Aus der Luft gegriffen?

Dr. Danny Norden will ein Gerücht widerlegen

Carmen von Lindenau

»Das sieht schon fast fertig aus«, staunte Ophelia, als sie mit ihrer Mutter das Dachgeschoss in Daniels Haus besichtigte, in dem sie in Zukunft wohnen würde. »Alles ist so geworden, wie ich es mir vor­gestellt habe«, sagte sie, während sie durch den Raum mit den gro­ßen­ Fenstern in Richtung Westen schritt, so als wollte sie ihn erneut vermessen.

Aus dem Dachboden, der bisher nur als Aufbewahrungsort für einige Kisten mit Krimskrams, wie Daniel es nannte, gedient hatte, war ein Appartement mit Badezimmer und Balkon geworden. Die Wände waren bereits in dem zarten Grünton gestrichen, den Ophelia ausgewählt hatte, im Bad waren die modernen rechteckigen Sanitärobjekte installiert, die sie allein ausgesucht hatte. In den nächsten Tagen würde der Parkettboden verlegt, danach konnte sie einziehen.
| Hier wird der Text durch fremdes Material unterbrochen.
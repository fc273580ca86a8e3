use crate::domain::{entities::*, errors::DomainResult};
use async_trait::async_trait;

/// User operations against the realm's `/users` resources.
///
/// Every method takes the bearer token of the inbound call.
#[async_trait]
pub trait UserRepository: Send + Sync {
    async fn create(&self, user: &UserRepresentation, token: &str) -> DomainResult<()>;

    /// Full-representation PUT. Callers merge onto a freshly fetched record.
    async fn update(&self, user: &UserRepresentation, token: &str) -> DomainResult<()>;

    async fn get_by_id(&self, id: &str, token: &str) -> DomainResult<UserRepresentation>;

    /// First match of the backend's `username` search; none is `NotFound`.
    async fn get_by_username(
        &self,
        username: &str,
        token: &str,
    ) -> DomainResult<UserRepresentation>;

    async fn get_all(&self, token: &str) -> DomainResult<Vec<UserRepresentation>>;

    /// Missing ids are skipped.
    async fn get_by_ids(
        &self,
        ids: &[String],
        token: &str,
    ) -> DomainResult<Vec<UserRepresentation>>;

    /// Missing usernames yield a default record in their slot.
    async fn get_by_usernames(
        &self,
        usernames: &[String],
        token: &str,
    ) -> DomainResult<Vec<UserRepresentation>>;

    async fn delete(&self, id: &str, token: &str) -> DomainResult<()>;

    async fn add_to_group(&self, user_id: &str, group_id: &str, token: &str) -> DomainResult<()>;

    async fn remove_from_group(
        &self,
        user_id: &str,
        group_id: &str,
        token: &str,
    ) -> DomainResult<()>;

    /// Password grant on behalf of an end user. `client_secret` is sent only
    /// for confidential clients.
    async fn authenticate(
        &self,
        username: &str,
        password: &str,
        client_id: &str,
        client_secret: Option<&str>,
    ) -> DomainResult<AccessToken>;

    async fn set_password(
        &self,
        id: &str,
        password: &str,
        temporary: bool,
        token: &str,
    ) -> DomainResult<bool>;
}

#[async_trait]
pub trait GroupRepository: Send + Sync {
    /// Returns the new group's id when the backend reports one.
    async fn create(&self, group: &GroupRepresentation, token: &str) -> DomainResult<Option<String>>;

    async fn get_all(&self, token: &str) -> DomainResult<Vec<GroupRepresentation>>;

    async fn get_by_id(&self, id: &str, token: &str) -> DomainResult<GroupRepresentation>;

    async fn delete(&self, id: &str, token: &str) -> DomainResult<()>;

    async fn list_members(&self, id: &str, token: &str) -> DomainResult<Vec<UserRepresentation>>;

    async fn assign_realm_role(
        &self,
        group_id: &str,
        role: &RoleRepresentation,
        token: &str,
    ) -> DomainResult<()>;
}

#[async_trait]
pub trait RoleRepository: Send + Sync {
    async fn assign_to_user(
        &self,
        user_id: &str,
        role: &RoleRepresentation,
        token: &str,
    ) -> DomainResult<()>;

    async fn remove_from_user(
        &self,
        user_id: &str,
        role: &RoleRepresentation,
        token: &str,
    ) -> DomainResult<()>;

    async fn list_assigned(
        &self,
        user_id: &str,
        token: &str,
    ) -> DomainResult<Vec<RoleRepresentation>>;

    async fn list_available(
        &self,
        user_id: &str,
        token: &str,
    ) -> DomainResult<Vec<RoleRepresentation>>;

    /// Creates the role under the gateway's own client.
    async fn create_role(&self, role: &RoleRepresentation, token: &str) -> DomainResult<()>;
}

/// Client lookups. All of them list the realm's clients and filter in memory.
#[async_trait]
pub trait ClientRepository: Send + Sync {
    async fn get_all(&self, token: &str) -> DomainResult<Vec<ClientRepresentation>>;

    /// Exact match on the generated id.
    async fn get_by_id(&self, id: &str, token: &str) -> DomainResult<ClientRepresentation>;

    /// Case-insensitive match on the human client id.
    async fn get_by_client_id(
        &self,
        client_id: &str,
        token: &str,
    ) -> DomainResult<ClientRepresentation>;

    async fn get_by_ids(
        &self,
        ids: &[String],
        token: &str,
    ) -> DomainResult<Vec<ClientRepresentation>>;

    async fn get_by_client_ids(
        &self,
        client_ids: &[String],
        token: &str,
    ) -> DomainResult<Vec<ClientRepresentation>>;
}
»Deine erste kleine Wohnung«, sagte Olivia und betrachtete ihre Tochter, die mit ihren vierzehn Jahren schon eher einer jungen Frau glich als einem Kind, das sie so gern noch in ihr sehen wollte. Ophelia war schon fast so groß wie sie, und sie hatte ihr rotes Haar und die hellen blauen Augen geerbt, wie sie zuvor schon von ihrer Mutter.

»Was ist, Mama?«, fragte Ophelia, als sie Olivias Blick bemerkte.

»Es ist alles in Ordnung, Schatz. Ich bin froh, dass du dich für den Umzug entschieden hast.« Daniel und sie hatten es Ophelia freigestellt, ob sie in ihrem bisherigen Zimmer im Haus ihrer Großmutter bleiben oder zu Daniel ziehen wollte.

»Ich bereue meine Entscheidung nicht«, versicherte ihr das Mädchen. »Wir sind jetzt eine Familie, wir gehören zusammen. Stimmt’s, Geschwisterchen?«, sagte Ophelia lächelnd und legte ihre Hand auf den Bauch ihrer Mutter. »Apropos Geschwisterchen, müssen wir nicht los?«, fragte sie.

»Ja, es wird Zeit«, gab Olivia ihr recht, nachdem sie auf ihre Armbanduhr geschaut hatte. Sie hatte Ophelia vorgeschlagen, Daniel und sie zum nächsten Ultraschalltermin zu Madeleine, ihrer Gynäkologin und Freundin, zu begleiten, und Ophelia hatte diesen Vorschlag sofort angenommen.

»Okay, dann komm, ich möchte endlich mein Geschwisterchen kennenlernen«, sagte Ophelia und nahm ihre Mutter an die Hand.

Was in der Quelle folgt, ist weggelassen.